» **YOUR ASSIGNMENT**:
Please give back word for word the lines of the material below between the line containing "filename crates/face-service/src/observability/metrics.rs" and the line containing "routes only, everything", inclusive.

» **TASK DATA**:
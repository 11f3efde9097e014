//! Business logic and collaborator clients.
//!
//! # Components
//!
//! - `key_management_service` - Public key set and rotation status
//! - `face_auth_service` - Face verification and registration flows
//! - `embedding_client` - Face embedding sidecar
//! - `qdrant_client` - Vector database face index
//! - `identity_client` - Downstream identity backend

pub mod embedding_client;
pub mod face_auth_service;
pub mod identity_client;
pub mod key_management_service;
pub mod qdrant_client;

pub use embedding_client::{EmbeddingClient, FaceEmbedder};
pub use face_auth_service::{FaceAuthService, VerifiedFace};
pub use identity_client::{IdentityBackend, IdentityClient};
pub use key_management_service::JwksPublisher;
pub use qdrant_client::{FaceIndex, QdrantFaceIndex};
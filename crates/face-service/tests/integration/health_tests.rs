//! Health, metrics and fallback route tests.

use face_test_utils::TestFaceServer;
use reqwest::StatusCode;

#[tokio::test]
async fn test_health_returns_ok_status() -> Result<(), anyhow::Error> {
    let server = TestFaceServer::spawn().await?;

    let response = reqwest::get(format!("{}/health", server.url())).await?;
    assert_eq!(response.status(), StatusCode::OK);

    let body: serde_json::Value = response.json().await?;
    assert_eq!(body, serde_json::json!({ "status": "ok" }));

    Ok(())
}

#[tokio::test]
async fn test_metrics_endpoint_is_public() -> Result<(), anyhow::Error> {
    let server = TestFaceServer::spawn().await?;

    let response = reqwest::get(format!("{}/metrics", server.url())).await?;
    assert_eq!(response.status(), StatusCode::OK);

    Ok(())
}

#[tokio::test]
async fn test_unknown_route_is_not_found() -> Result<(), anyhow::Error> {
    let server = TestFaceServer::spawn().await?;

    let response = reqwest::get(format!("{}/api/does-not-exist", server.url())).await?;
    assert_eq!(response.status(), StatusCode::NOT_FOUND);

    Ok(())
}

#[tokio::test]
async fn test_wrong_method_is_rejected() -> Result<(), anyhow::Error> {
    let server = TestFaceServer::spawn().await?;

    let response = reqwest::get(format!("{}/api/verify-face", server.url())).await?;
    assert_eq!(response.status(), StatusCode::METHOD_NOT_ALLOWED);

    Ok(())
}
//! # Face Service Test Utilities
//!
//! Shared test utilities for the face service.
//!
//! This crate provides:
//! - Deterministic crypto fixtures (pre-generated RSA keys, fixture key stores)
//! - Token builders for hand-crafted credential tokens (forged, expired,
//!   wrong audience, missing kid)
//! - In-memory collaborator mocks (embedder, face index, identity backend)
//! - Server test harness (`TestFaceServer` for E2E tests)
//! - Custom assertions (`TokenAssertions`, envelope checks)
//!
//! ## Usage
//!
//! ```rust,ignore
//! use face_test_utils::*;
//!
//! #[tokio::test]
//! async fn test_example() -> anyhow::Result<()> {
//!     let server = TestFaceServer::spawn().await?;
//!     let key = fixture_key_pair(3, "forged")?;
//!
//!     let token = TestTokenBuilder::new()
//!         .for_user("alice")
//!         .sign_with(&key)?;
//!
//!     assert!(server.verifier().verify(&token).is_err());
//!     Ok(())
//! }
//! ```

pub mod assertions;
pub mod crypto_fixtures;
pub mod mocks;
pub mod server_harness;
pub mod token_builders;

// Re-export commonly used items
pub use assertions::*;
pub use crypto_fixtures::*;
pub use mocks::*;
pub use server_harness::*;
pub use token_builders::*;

--

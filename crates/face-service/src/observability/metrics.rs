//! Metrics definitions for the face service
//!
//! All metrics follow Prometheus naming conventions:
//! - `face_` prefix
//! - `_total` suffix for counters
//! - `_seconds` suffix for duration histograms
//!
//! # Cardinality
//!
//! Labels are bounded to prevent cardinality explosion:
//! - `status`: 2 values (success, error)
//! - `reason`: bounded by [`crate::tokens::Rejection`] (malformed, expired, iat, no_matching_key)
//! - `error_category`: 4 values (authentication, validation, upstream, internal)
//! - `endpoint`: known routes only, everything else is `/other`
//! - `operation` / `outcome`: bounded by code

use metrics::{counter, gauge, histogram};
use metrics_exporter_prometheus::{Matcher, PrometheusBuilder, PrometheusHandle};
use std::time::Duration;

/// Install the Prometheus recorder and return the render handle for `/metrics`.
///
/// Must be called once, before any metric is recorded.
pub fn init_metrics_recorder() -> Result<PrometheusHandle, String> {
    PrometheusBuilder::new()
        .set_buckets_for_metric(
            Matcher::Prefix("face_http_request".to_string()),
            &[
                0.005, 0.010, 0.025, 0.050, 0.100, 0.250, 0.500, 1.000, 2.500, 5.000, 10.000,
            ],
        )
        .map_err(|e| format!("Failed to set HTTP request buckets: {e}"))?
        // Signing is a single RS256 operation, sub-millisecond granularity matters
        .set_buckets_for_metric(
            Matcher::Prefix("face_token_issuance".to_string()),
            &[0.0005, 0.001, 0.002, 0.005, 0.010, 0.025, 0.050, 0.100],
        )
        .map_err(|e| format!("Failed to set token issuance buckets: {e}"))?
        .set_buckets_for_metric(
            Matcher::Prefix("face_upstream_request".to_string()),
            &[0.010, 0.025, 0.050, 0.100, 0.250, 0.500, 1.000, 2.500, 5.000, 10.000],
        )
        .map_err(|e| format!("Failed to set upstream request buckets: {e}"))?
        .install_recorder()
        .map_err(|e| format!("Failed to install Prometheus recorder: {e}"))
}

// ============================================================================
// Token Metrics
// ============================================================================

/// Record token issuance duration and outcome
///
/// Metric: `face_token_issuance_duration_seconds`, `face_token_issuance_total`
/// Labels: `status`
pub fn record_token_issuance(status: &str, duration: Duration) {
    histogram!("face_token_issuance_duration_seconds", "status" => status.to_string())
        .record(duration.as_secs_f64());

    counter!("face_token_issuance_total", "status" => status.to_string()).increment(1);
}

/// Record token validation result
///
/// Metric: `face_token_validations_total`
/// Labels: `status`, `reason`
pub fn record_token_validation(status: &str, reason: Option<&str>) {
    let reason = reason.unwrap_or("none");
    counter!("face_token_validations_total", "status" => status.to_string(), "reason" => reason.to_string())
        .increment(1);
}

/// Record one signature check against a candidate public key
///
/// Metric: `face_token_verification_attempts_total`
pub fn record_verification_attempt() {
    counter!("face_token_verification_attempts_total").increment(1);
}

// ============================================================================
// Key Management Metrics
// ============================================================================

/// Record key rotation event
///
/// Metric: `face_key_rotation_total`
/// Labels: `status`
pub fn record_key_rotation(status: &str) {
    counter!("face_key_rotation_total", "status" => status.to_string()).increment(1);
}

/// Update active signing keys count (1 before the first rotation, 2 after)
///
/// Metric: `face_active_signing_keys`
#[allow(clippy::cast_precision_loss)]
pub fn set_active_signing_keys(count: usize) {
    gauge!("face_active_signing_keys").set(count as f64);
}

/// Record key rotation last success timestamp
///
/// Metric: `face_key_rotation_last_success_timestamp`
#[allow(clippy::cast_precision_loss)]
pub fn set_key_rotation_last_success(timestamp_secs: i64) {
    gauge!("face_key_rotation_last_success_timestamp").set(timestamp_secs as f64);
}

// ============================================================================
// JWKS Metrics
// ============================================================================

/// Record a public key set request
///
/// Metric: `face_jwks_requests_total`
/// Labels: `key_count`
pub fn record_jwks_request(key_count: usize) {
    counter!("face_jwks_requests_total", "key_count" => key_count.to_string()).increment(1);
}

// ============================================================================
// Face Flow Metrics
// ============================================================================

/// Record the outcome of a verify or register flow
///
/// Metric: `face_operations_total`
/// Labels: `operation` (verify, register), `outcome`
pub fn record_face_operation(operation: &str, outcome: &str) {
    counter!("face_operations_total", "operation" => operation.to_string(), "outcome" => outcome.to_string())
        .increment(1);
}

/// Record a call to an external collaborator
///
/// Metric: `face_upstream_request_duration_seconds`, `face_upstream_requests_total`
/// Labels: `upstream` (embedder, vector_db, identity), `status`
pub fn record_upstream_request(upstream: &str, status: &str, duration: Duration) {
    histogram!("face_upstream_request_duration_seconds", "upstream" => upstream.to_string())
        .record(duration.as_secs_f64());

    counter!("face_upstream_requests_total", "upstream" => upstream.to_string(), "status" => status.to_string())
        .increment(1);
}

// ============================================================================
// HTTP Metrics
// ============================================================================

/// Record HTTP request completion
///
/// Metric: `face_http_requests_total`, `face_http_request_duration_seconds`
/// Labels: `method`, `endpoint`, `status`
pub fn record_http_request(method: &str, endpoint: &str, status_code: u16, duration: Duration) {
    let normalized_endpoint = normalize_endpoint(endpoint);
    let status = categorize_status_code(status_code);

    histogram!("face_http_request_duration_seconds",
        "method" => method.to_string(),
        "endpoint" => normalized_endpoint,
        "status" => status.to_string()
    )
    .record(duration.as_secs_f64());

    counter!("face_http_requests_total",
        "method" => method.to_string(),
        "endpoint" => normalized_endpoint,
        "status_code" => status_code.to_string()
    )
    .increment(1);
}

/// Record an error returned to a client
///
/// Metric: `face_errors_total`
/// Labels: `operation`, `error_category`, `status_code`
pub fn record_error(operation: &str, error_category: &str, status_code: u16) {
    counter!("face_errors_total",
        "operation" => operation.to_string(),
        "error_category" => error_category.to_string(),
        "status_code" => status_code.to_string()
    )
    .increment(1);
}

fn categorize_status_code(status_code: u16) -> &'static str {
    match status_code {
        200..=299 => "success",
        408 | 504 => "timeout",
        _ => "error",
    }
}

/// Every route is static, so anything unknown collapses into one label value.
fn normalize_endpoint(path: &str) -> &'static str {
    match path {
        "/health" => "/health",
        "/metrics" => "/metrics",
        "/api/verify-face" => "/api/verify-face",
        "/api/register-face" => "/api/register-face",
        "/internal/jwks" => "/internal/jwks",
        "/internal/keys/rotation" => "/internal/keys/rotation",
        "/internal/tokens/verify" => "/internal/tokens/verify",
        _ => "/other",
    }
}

» **ANSWER TO THE EXERCISE**:
filename crates/face-service/src/observability/metrics.rs
//! Metrics definitions for the face service
//!
//! All metrics follow Prometheus naming conventions:
//! - `face_` prefix
//! - `_total` suffix for counters
//! - `_seconds` suffix for duration histograms
//!
//! # Cardinality
//!
//! Labels are bounded to prevent cardinality explosion:
//! - `status`: 2 values (success, error)
//! - `reason`: bounded by [`crate::tokens::Rejection`] (malformed, expired, iat, no_matching_key)
//! - `error_category`: 4 values (authentication, validation, upstream, internal)
//! - `endpoint`: known routes only, everything else is `/other`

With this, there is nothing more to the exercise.